//! Database layer for persistence using Diesel ORM.

pub mod model;
pub mod schema;

use diesel::r2d2::{ConnectionManager, Pool};
use diesel::SqliteConnection;
use diesel_migrations::{embed_migrations, EmbeddedMigrations, MigrationHarness};

use crate::error::{Error, Result};

/// Database connection pool type alias.
pub type DbPool = Pool<ConnectionManager<SqliteConnection>>;

pub const MIGRATIONS: EmbeddedMigrations = embed_migrations!("migrations");

/// Create a connection pool for the given database URL.
///
/// # Errors
/// Returns an error if the pool cannot be created.
pub fn create_pool(database_url: &str) -> Result<DbPool> {
    let manager = ConnectionManager::<SqliteConnection>::new(database_url);
    Pool::builder()
        .max_size(5)
        .build(manager)
        .map_err(|e| Error::Connection(e.to_string()))
}

/// Run any pending embedded migrations.
///
/// # Errors
/// Returns an error if a migration fails to apply.
pub fn run_migrations(pool: &DbPool) -> Result<()> {
    let mut conn = pool.get().map_err(|e| Error::Connection(e.to_string()))?;
    conn.run_pending_migrations(MIGRATIONS)
        .map_err(|e| Error::Database(e.to_string()))?;
    Ok(())
}
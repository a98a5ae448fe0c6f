//! Command-line interface.

mod check;
mod run;

use clap::{Parser, Subcommand};

use crate::app::config::Config;
use crate::error::Result;

#[derive(Debug, Parser)]
#[command(name = "parlay", about = "Autonomous binary prediction-market trading daemon")]
pub struct Cli {
    #[command(subcommand)]
    command: Command,
}

#[derive(Debug, Subcommand)]
enum Command {
    /// Run the trading pipeline until interrupted.
    Run,
    /// Diagnostics that do not start the pipeline.
    Check {
        #[command(subcommand)]
        target: CheckTarget,
    },
}

#[derive(Debug, Subcommand)]
enum CheckTarget {
    /// Load and validate the configuration.
    Config,
    /// Probe the upstream catalog and trading endpoints.
    Connection,
}

impl Cli {
    /// Dispatch the parsed command.
    pub async fn execute(self) -> Result<()> {
        let config = Config::load()?;
        match self.command {
            Command::Run => run::run(config).await,
            Command::Check { target } => match target {
                CheckTarget::Config => check::config(&config),
                CheckTarget::Connection => check::connection(&config).await,
            },
        }
    }
}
····················
*Instructions for the task*
Please copy the lines in the records above between the one holding "given database URL." and the one holding "let mut conn", inclusive, exactly and with no other line.

*Output of the exercise*
/// Create a connection pool for the given database URL.
///
/// # Errors
/// Returns an error if the pool cannot be created.
pub fn create_pool(database_url: &str) -> Result<DbPool> {
    let manager = ConnectionManager::<SqliteConnection>::new(database_url);
    Pool::builder()
        .max_size(5)
        .build(manager)
        .map_err(|e| Error::Connection(e.to_string()))
}

/// Run any pending embedded migrations.
///
/// # Errors
/// Returns an error if a migration fails to apply.
pub fn run_migrations(pool: &DbPool) -> Result<()> {
    let mut conn = pool.get().map_err(|e| Error::Connection(e.to_string()))?;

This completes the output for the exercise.